The 2024 Harris County District Attorney election was held on November 5, 2024, to elect the District Attorney of Harris County. Primary elections were held on March 5, 2024.

Incumbent Democratic District Attorney Kim Ogg ran for reelection to a third term, but was defeated in the Democratic primary by former prosecutor Sean Teare. Teare then went on to win the general election over Republican nominee and fellow former prosecutor Dan Simons, 51% to 49%.

==Democratic primary==
===Background===
Kim Ogg had previously investigated county elected officials and staffers several times after having public disagreements over issues such as bail reform, violence interruption program implementation, and her office's budget. Almost $1 million in taxpayer dollars were spent on legal fees for investigations that never resulted in criminal charges.

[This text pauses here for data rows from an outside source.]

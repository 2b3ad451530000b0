use crate::recording_gateway::{GatewayTestServer, RecordingMailer, SENDER, SUBJECT};
use reqwest::StatusCode;
use serde_json::{Value, json};
use std::sync::Arc;

fn payload() -> Value {
    json!({
        "isAvailable": true,
        "date": "2024-06-01",
        "time": "18:00",
        "food": ["Lasagna", "Chicken Pie"],
        "movie": "Titanic",
        "excitement": 75
    })
}

#[tokio::test]
async fn send_response_relays_exactly_one_email() {
    let mailer = Arc::new(RecordingMailer::default());
    let server = GatewayTestServer::start(Some(mailer.clone())).await;

    let response = reqwest::Client::new()
        .post(server.url("/api/send-response"))
        .json(&payload())
        .send()
        .await
        .expect("send-response request should complete");

    assert_eq!(response.status(), StatusCode::OK);
    let body: Value = response.json().await.expect("reply should be json");
    assert_eq!(body, json!({ "success": true }));

    let sent = mailer.sent();
    assert_eq!(sent.len(), 1);
    let email = &sent[0];
    assert_eq!(email.from, SENDER);
    assert_eq!(email.to, SENDER);
    assert_eq!(email.subject, SUBJECT);
    assert!(email.html.contains("Date: 6/1/2024"));
    assert!(email.html.contains("Time: 18:00"));
    assert!(email.html.contains("Food: Lasagna, Chicken Pie"));
    assert!(email.html.contains("Excitement: 75/100"));
    assert_eq!(email.attachment.content_type, "application/json");
    assert!(email.attachment.filename.starts_with("date-response-"));
    assert!(email.attachment.filename.ends_with(".json"));

    let attached: Value =
        serde_json::from_str(&email.attachment.body).expect("attachment should be json");
    assert_eq!(attached, payload());
}

#[tokio::test]
async fn send_response_without_credentials_is_500() {
    let server = GatewayTestServer::start(None).await;

    let response = reqwest::Client::new()
        .post(server.url("/api/send-response"))
        .json(&payload())
        .send()
        .await
        .expect("send-response request should complete");

    assert_eq!(response.status(), StatusCode::INTERNAL_SERVER_ERROR);
    let body: Value = response.json().await.expect("reply should be json");
    assert_eq!(
        body,
        json!({ "success": false, "error": "Missing email configuration" })
    );
}

#[tokio::test]
async fn send_response_surfaces_transport_error() {
    let mailer = Arc::new(RecordingMailer {
        fail_with: Some("535 5.7.8 Username and Password not accepted".to_string()),
        ..RecordingMailer::default()
    });
    let server = GatewayTestServer::start(Some(mailer.clone())).await;

    let response = reqwest::Client::new()
        .post(server.url("/api/send-response"))
        .json(&payload())
        .send()
        .await
        .expect("send-response request should complete");

    assert_eq!(response.status(), StatusCode::INTERNAL_SERVER_ERROR);
    let body: Value = response.json().await.expect("reply should be json");
    assert_eq!(body["success"], false);
    assert_eq!(
        body["error"],
        "535 5.7.8 Username and Password not accepted"
    );
    assert_eq!(mailer.sent().len(), 1);
}

#[tokio::test]
async fn oversized_body_gets_json_failure() {
    let mailer = Arc::new(RecordingMailer::default());
    let server = GatewayTestServer::start(Some(mailer.clone())).await;

    let huge = "x".repeat(70_000);
    let response = reqwest::Client::new()
        .post(server.url("/api/send-response"))
        .header("content-type", "application/json")
        .body(format!("{{\"movie\":\"{huge}\"}}"))
        .send()
        .await
        .expect("oversized request should complete");

    assert_eq!(response.status(), StatusCode::INTERNAL_SERVER_ERROR);
    let body: Value = response.json().await.expect("reply should be json");
    assert_eq!(
        body,
        json!({ "success": false, "error": "request body exceeds 65536 bytes" })
    );
    assert!(mailer.sent().is_empty());
}

#[tokio::test]
async fn health_reports_mail_configuration() {
    let server = GatewayTestServer::start(Some(Arc::new(RecordingMailer::default()))).await;

    let body: Value = reqwest::get(server.url("/health"))
        .await
        .expect("health request should complete")
        .json()
        .await
        .expect("health should be json");
    assert_eq!(body, json!({ "status": "ok", "mail_configured": true }));
}
use anyhow::{Context, Result};
use std::sync::Arc;
use std::time::Duration;
use tokio::sync::mpsc;
use tokio::task::JoinHandle;

use crate::config::Config;
use crate::storage::LocalStore;
use crate::transport::submit::HttpSubmitter;

use super::observer::{ObserverReport, spawn_completion_observer};
use super::prompts::{ask_excitement, ask_food, ask_invitation, ask_movie, ask_schedule};
use super::record::AnswerRecord;
use super::state::{WizardController, WizardStep};
use super::view::{print_step, print_summary, print_welcome_banner};

/// Extra time granted to the observer beyond the HTTP timeout itself.
const OBSERVER_GRACE: Duration = Duration::from_secs(5);

/// Runs the interactive invitation, then waits for the finish-line
/// hand-off (local save + gateway submission) to settle.
pub async fn run_wizard(config: &Config, gateway_url: Option<String>) -> Result<AnswerRecord> {
    let gateway_url = gateway_url.unwrap_or_else(|| config.wizard.gateway_url.clone());
    let submit_timeout = Duration::from_secs(config.wizard.submit_timeout_secs);
    let submitter = HttpSubmitter::new(&gateway_url, submit_timeout)?;
    tracing::info!(endpoint = submitter.endpoint(), "wizard starting");

    let store = LocalStore::open(config.storage_path());
    let (tx, rx) = mpsc::unbounded_channel();
    let observer = spawn_completion_observer(rx, store.clone(), Arc::new(submitter));

    let record = tokio::task::spawn_blocking(move || -> Result<AnswerRecord> {
        let mut wizard = WizardController::with_completion_channel(tx);
        drive(&mut wizard)?;
        let record = wizard.record().clone();
        print_summary(&record);
        Ok(record)
    })
    .await
    .context("wizard prompt thread panicked")??;

    settle_hand_off(observer, submit_timeout + OBSERVER_GRACE, &store).await;
    Ok(record)
}

/// Waits for the observer to drain. The outcome only goes to the log; the
/// summary screen is the last thing the invitee sees either way.
async fn settle_hand_off(
    observer: JoinHandle<ObserverReport>,
    limit: Duration,
    store: &LocalStore,
) -> Option<ObserverReport> {
    match tokio::time::timeout(limit, observer).await {
        Ok(Ok(report)) => {
            report_outcome(report, store);
            Some(report)
        }
        Ok(Err(e)) => {
            tracing::error!(error = %e, "completion observer crashed");
            None
        }
        Err(_) => {
            tracing::warn!("gave up waiting for the response to be sent");
            None
        }
    }
}

/// Prompts until the controller reaches the summary step.
fn drive(wizard: &mut WizardController) -> Result<()> {
    print_welcome_banner();
    let total = WizardStep::ALL.len() - 1;

    while !wizard.is_terminal() {
        let step = wizard.step();
        print_step(step.index() + 1, total, step.label());
        match step {
            WizardStep::Invitation => ask_invitation(wizard)?,
            WizardStep::Schedule => ask_schedule(wizard)?,
            WizardStep::Food => ask_food(wizard)?,
            WizardStep::Movie => ask_movie(wizard)?,
            WizardStep::Excitement => ask_excitement(wizard)?,
            WizardStep::Summary => break,
        }
    }
    Ok(())
}

fn report_outcome(report: ObserverReport, store: &LocalStore) {
    tracing::info!(
        path = %store.path().display(),
        persisted = report.persisted,
        submitted = report.submitted,
        failed = report.failed,
        "finish-line hand-off settled"
    );
}
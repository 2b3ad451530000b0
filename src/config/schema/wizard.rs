use serde::{Deserialize, Serialize};
use std::path::PathBuf;

#[derive(Debug, Clone, Serialize, Deserialize)]
pub struct WizardConfig {
    /// Base URL of the submission gateway
    #[serde(default = "default_gateway_url")]
    pub gateway_url: String,
    /// Local storage file. Defaults to `<config dir>/local_storage.json`.
    #[serde(default)]
    pub storage_path: Option<PathBuf>,
    /// Upper bound on the submission request
    #[serde(default = "default_submit_timeout_secs")]
    pub submit_timeout_secs: u64,
}

fn default_gateway_url() -> String {
    "http://127.0.0.1:3000".into()
}

fn default_submit_timeout_secs() -> u64 {
    30
}

impl Default for WizardConfig {
    fn default() -> Self {
        Self {
            gateway_url: default_gateway_url(),
            storage_path: None,
            submit_timeout_secs: default_submit_timeout_secs(),
        }
    }
}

A Harris County grand jury indicted three senior advisors to Harris County Democrat Judge Lina Hidalgo in April 2022 on two public corruption felonies each. The charges, each first-degree felonies, involved allegedly steering an $11 million COVID vaccine outreach campaign to a one-person consulting firm owned by a Democratic strategist. The Texas Rangers investigated the cases. All three charges were eventually dismissed after a review of the evidence by Texas Attorney General Ken Paxton.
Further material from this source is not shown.